** TASK DATA follows **

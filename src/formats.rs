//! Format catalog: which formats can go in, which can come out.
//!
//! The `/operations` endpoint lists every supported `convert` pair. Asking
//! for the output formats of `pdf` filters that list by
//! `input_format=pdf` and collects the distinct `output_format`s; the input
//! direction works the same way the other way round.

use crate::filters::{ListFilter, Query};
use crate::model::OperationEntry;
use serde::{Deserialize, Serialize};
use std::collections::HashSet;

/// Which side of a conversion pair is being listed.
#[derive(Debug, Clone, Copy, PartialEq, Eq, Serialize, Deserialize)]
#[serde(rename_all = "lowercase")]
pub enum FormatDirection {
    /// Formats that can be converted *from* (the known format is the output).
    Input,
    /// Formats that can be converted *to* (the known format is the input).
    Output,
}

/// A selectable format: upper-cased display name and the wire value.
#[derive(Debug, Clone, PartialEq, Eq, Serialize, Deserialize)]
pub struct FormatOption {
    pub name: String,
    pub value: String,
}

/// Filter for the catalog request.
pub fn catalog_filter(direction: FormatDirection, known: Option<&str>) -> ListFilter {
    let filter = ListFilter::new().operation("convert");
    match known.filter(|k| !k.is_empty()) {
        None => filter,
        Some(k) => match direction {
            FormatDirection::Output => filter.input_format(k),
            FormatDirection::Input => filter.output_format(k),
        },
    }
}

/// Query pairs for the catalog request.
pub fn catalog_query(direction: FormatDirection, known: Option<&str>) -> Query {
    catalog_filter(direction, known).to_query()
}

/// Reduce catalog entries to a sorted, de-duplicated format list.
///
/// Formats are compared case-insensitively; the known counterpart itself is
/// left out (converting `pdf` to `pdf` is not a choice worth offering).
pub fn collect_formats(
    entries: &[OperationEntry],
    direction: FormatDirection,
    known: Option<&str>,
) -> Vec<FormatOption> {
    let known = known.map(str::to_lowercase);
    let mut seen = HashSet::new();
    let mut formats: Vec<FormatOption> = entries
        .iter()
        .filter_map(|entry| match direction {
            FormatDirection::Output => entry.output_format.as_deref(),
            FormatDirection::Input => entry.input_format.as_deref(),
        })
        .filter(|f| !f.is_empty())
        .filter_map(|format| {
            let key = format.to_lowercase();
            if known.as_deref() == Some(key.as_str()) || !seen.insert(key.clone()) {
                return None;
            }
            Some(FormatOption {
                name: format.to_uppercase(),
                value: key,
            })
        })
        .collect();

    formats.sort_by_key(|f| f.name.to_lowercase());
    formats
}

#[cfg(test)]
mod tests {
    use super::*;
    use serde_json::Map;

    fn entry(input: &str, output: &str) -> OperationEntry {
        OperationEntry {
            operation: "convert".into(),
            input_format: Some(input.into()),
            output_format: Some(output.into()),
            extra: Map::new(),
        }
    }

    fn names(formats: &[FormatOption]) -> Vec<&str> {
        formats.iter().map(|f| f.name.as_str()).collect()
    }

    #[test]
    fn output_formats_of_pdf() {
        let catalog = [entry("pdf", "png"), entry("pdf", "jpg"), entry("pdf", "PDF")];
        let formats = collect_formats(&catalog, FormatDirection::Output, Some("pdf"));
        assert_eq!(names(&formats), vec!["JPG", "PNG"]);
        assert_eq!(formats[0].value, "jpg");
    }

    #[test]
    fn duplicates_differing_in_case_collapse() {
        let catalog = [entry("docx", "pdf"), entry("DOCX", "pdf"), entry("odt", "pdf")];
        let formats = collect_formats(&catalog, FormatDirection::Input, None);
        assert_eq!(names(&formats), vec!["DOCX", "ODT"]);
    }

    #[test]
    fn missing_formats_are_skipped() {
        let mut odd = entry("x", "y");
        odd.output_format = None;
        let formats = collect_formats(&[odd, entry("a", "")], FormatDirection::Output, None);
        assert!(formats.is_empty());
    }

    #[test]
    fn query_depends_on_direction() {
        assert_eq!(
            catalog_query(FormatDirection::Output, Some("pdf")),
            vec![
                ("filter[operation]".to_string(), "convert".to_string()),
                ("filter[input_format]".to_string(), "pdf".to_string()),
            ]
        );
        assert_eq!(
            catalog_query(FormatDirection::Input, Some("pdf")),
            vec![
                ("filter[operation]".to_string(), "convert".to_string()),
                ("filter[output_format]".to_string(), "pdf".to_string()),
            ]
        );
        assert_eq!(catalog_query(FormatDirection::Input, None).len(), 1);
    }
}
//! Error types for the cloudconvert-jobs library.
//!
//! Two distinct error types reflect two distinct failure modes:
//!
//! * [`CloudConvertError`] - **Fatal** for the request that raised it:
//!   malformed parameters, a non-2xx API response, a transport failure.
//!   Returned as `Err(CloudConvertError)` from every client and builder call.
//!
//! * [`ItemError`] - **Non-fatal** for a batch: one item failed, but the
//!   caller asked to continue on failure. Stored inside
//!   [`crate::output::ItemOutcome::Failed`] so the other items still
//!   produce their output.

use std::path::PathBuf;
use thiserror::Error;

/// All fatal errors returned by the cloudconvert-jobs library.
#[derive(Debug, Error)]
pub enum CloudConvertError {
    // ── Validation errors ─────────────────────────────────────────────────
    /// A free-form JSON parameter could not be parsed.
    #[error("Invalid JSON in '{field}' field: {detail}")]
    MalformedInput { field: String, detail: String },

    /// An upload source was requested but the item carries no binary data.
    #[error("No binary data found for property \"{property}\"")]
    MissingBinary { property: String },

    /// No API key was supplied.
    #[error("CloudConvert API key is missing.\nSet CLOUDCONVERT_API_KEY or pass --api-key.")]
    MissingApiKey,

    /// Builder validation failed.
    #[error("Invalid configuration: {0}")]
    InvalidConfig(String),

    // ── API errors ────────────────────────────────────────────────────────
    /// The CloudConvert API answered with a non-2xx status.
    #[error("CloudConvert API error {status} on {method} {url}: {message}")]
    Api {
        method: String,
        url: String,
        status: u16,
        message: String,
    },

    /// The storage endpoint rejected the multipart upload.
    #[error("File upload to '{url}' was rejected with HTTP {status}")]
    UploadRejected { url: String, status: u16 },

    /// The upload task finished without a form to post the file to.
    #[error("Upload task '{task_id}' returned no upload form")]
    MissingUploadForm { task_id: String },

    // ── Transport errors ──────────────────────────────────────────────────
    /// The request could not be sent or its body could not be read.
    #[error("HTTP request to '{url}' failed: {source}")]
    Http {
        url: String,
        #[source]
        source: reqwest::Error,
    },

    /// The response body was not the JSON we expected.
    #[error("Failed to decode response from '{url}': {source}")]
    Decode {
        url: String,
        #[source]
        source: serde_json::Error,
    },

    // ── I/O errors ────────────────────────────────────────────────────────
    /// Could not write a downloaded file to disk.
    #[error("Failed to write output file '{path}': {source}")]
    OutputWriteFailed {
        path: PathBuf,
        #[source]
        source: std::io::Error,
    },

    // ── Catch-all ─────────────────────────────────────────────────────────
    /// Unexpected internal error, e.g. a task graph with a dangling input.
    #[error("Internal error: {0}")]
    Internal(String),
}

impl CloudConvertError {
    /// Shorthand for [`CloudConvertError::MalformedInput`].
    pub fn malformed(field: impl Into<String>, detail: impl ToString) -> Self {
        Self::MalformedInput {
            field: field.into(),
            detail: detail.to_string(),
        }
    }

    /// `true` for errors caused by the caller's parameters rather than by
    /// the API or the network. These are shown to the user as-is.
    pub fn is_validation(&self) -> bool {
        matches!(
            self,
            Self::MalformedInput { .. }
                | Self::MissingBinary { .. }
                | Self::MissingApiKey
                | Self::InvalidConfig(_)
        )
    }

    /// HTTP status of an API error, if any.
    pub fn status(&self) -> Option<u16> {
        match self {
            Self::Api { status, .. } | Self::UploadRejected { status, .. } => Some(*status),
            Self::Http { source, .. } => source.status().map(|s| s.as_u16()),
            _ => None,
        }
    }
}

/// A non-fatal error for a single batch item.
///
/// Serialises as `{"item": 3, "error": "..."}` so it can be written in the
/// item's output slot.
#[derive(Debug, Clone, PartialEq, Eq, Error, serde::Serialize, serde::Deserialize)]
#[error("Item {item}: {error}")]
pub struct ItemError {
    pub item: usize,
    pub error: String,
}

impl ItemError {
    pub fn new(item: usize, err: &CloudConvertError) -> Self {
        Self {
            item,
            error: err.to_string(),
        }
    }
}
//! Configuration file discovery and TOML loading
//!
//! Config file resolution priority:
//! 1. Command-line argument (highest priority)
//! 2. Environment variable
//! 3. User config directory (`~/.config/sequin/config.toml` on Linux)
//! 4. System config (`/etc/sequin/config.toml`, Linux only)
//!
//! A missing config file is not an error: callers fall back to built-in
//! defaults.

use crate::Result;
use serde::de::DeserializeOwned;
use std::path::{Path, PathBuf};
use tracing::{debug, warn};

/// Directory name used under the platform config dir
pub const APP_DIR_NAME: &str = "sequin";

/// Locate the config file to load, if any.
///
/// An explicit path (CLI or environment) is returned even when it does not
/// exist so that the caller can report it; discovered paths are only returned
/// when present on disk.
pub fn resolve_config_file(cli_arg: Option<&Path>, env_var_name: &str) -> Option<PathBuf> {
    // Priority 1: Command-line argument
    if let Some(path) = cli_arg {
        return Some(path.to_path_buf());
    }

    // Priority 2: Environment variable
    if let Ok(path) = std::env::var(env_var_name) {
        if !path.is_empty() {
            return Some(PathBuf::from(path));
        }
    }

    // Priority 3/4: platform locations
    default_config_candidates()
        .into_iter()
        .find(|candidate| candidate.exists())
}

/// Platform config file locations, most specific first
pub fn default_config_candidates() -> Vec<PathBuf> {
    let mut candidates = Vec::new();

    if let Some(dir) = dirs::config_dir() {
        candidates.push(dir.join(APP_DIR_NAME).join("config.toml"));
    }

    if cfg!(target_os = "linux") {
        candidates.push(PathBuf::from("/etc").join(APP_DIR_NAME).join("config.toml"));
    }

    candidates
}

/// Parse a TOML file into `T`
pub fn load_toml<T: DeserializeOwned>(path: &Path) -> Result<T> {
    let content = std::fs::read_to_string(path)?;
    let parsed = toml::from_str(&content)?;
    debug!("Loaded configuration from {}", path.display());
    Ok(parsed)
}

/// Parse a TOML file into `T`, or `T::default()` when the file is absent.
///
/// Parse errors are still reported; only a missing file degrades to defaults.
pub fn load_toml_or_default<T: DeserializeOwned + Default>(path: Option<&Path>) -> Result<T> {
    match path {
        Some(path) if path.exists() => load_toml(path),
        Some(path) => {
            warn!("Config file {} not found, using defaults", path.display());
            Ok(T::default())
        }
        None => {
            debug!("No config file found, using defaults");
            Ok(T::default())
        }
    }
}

** End of TASK DATA **

* TO DO: Begin with the top line of the material and go as far as the line with "is being listed.". Set down those lines exactly, both ends included, and nothing more.

* ANSWER SECTION:
filename src/formats.rs
//! Format catalog: which formats can go in, which can come out.
//!
//! The `/operations` endpoint lists every supported `convert` pair. Asking
//! for the output formats of `pdf` filters that list by
//! `input_format=pdf` and collects the distinct `output_format`s; the input
//! direction works the same way the other way round.

use crate::filters::{ListFilter, Query};
use crate::model::OperationEntry;
use serde::{Deserialize, Serialize};
use std::collections::HashSet;

/// Which side of a conversion pair is being listed.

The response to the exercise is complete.